### TASK TO COMPLETE
Would you please write out every record exactly?
** Opening DATASET EXTRACT block **
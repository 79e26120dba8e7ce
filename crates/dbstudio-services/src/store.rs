//! Persisted configuration seams: connection registry and column overrides

use std::collections::HashMap;

use async_trait::async_trait;
use dbstudio_core::{ConnectionRecord, CustomColumnOverride, Result, StudioError};
use parking_lot::RwLock;

/// Resolves connection names to connection records
#[async_trait]
pub trait ConnectionRegistry: Send + Sync {
    async fn list(&self) -> Result<Vec<ConnectionRecord>>;

    async fn get(&self, name: &str) -> Result<Option<ConnectionRecord>>;

    /// Insert or replace the record with the same name
    async fn define(&self, record: ConnectionRecord) -> Result<()>;
}

/// Column overrides keyed by (connection, schema, table, column)
#[async_trait]
pub trait OverrideStore: Send + Sync {
    async fn overrides_for(&self, connection: &str) -> Result<Vec<CustomColumnOverride>>;

    /// Replace each override with the same key. An override without any
    /// field removes the stored one.
    async fn upsert(&self, connection: &str, overrides: Vec<CustomColumnOverride>) -> Result<()>;
}

#[derive(Debug, Default)]
pub struct InMemoryConnectionRegistry {
    records: RwLock<Vec<ConnectionRecord>>,
}

impl InMemoryConnectionRegistry {
    pub fn new() -> Self {
        Self::default()
    }

    pub fn with_records(records: impl IntoIterator<Item = ConnectionRecord>) -> Self {
        let registry = Self::new();
        for record in records {
            registry.put(record);
        }
        registry
    }

    fn put(&self, record: ConnectionRecord) {
        let mut records = self.records.write();
        match records.iter_mut().find(|r| r.name == record.name) {
            Some(existing) => *existing = record,
            None => records.push(record),
        }
    }
}

#[async_trait]
impl ConnectionRegistry for InMemoryConnectionRegistry {
    async fn list(&self) -> Result<Vec<ConnectionRecord>> {
        Ok(self.records.read().clone())
    }

    async fn get(&self, name: &str) -> Result<Option<ConnectionRecord>> {
        Ok(self.records.read().iter().find(|r| r.name == name).cloned())
    }

    async fn define(&self, record: ConnectionRecord) -> Result<()> {
        if record.name.trim().is_empty() {
            return Err(StudioError::Validation("connection name is empty".into()));
        }
        self.put(record);
        Ok(())
    }
}

#[derive(Debug, Default)]
pub struct InMemoryOverrideStore {
    overrides: RwLock<HashMap<String, Vec<CustomColumnOverride>>>,
}

impl InMemoryOverrideStore {
    pub fn new() -> Self {
        Self::default()
    }

    /// Seed the store, grouping overrides by their connection name
    pub fn with_overrides(overrides: impl IntoIterator<Item = CustomColumnOverride>) -> Self {
        let store = Self::new();
        {
            let mut map = store.overrides.write();
            for column_override in overrides {
                upsert_one(
                    map.entry(column_override.connection_name.clone()).or_default(),
                    column_override,
                );
            }
        }
        store
    }
}

fn upsert_one(stored: &mut Vec<CustomColumnOverride>, column_override: CustomColumnOverride) {
    let existing = stored.iter().position(|o| o.same_key(&column_override));
    match (existing, column_override.is_empty()) {
        (Some(idx), true) => {
            stored.remove(idx);
        }
        (Some(idx), false) => stored[idx] = column_override,
        (None, true) => {}
        (None, false) => stored.push(column_override),
    }
}

#[async_trait]
impl OverrideStore for InMemoryOverrideStore {
    async fn overrides_for(&self, connection: &str) -> Result<Vec<CustomColumnOverride>> {
        Ok(self
            .overrides
            .read()
            .get(connection)
            .cloned()
            .unwrap_or_default())
    }

    async fn upsert(&self, connection: &str, overrides: Vec<CustomColumnOverride>) -> Result<()> {
        if overrides
            .iter()
            .any(|o| o.schema.is_empty() || o.table.is_empty() || o.column_name.is_empty())
        {
            return Err(StudioError::Validation(format!(
                "override for connection {connection} needs schema, table and column"
            )));
        }

        let mut map = self.overrides.write();
        let stored = map.entry(connection.to_string()).or_default();
        for mut column_override in overrides {
            column_override.connection_name = connection.to_string();
            upsert_one(stored, column_override);
        }
        Ok(())
    }
}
** Closing DATASET EXTRACT block **
### SOLUTION TO THIS EXERCISE
repository 79e26120dba8e7ce
filename crates/dbstudio-services/src/store.rs
//! Persisted configuration seams: connection registry and column overrides

use std::collections::HashMap;

use async_trait::async_trait;
use dbstudio_core::{ConnectionRecord, CustomColumnOverride, Result, StudioError};
use parking_lot::RwLock;

/// Resolves connection names to connection records
#[async_trait]
pub trait ConnectionRegistry: Send + Sync {
    async fn list(&self) -> Result<Vec<ConnectionRecord>>;

    async fn get(&self, name: &str) -> Result<Option<ConnectionRecord>>;

    /// Insert or replace the record with the same name
    async fn define(&self, record: ConnectionRecord) -> Result<()>;
}

/// Column overrides keyed by (connection, schema, table, column)
#[async_trait]
pub trait OverrideStore: Send + Sync {
    async fn overrides_for(&self, connection: &str) -> Result<Vec<CustomColumnOverride>>;

    /// Replace each override with the same key. An override without any
    /// field removes the stored one.
    async fn upsert(&self, connection: &str, overrides: Vec<CustomColumnOverride>) -> Result<()>;
}

#[derive(Debug, Default)]
pub struct InMemoryConnectionRegistry {
    records: RwLock<Vec<ConnectionRecord>>,
}

impl InMemoryConnectionRegistry {
    pub fn new() -> Self {
        Self::default()
    }

    pub fn with_records(records: impl IntoIterator<Item = ConnectionRecord>) -> Self {
        let registry = Self::new();
        for record in records {
            registry.put(record);
        }
        registry
    }

    fn put(&self, record: ConnectionRecord) {
        let mut records = self.records.write();
        match records.iter_mut().find(|r| r.name == record.name) {
            Some(existing) => *existing = record,
            None => records.push(record),
        }
    }
}

#[async_trait]
impl ConnectionRegistry for InMemoryConnectionRegistry {
    async fn list(&self) -> Result<Vec<ConnectionRecord>> {
        Ok(self.records.read().clone())
    }

    async fn get(&self, name: &str) -> Result<Option<ConnectionRecord>> {
        Ok(self.records.read().iter().find(|r| r.name == name).cloned())
    }

    async fn define(&self, record: ConnectionRecord) -> Result<()> {
        if record.name.trim().is_empty() {
            return Err(StudioError::Validation("connection name is empty".into()));
        }
        self.put(record);
        Ok(())
    }
}

#[derive(Debug, Default)]
pub struct InMemoryOverrideStore {
    overrides: RwLock<HashMap<String, Vec<CustomColumnOverride>>>,
}

impl InMemoryOverrideStore {
    pub fn new() -> Self {
        Self::default()
    }

    /// Seed the store, grouping overrides by their connection name
    pub fn with_overrides(overrides: impl IntoIterator<Item = CustomColumnOverride>) -> Self {
        let store = Self::new();
        {
            let mut map = store.overrides.write();
            for column_override in overrides {
                upsert_one(
                    map.entry(column_override.connection_name.clone()).or_default(),
                    column_override,
                );
            }
        }
        store
    }
}

fn upsert_one(stored: &mut Vec<CustomColumnOverride>, column_override: CustomColumnOverride) {
    let existing = stored.iter().position(|o| o.same_key(&column_override));
    match (existing, column_override.is_empty()) {
        (Some(idx), true) => {
            stored.remove(idx);
        }
        (Some(idx), false) => stored[idx] = column_override,
        (None, true) => {}
        (None, false) => stored.push(column_override),
    }
}

#[async_trait]
impl OverrideStore for InMemoryOverrideStore {
    async fn overrides_for(&self, connection: &str) -> Result<Vec<CustomColumnOverride>> {
        Ok(self
            .overrides
            .read()
            .get(connection)
            .cloned()
            .unwrap_or_default())
    }

    async fn upsert(&self, connection: &str, overrides: Vec<CustomColumnOverride>) -> Result<()> {
        if overrides
            .iter()
            .any(|o| o.schema.is_empty() || o.table.is_empty() || o.column_name.is_empty())
        {
            return Err(StudioError::Validation(format!(
                "override for connection {connection} needs schema, table and column"
            )));
        }

        let mut map = self.overrides.write();
        let stored = map.entry(connection.to_string()).or_default();
        for mut column_override in overrides {
            column_override.connection_name = connection.to_string();
            upsert_one(stored, column_override);
        }
        Ok(())
    }
}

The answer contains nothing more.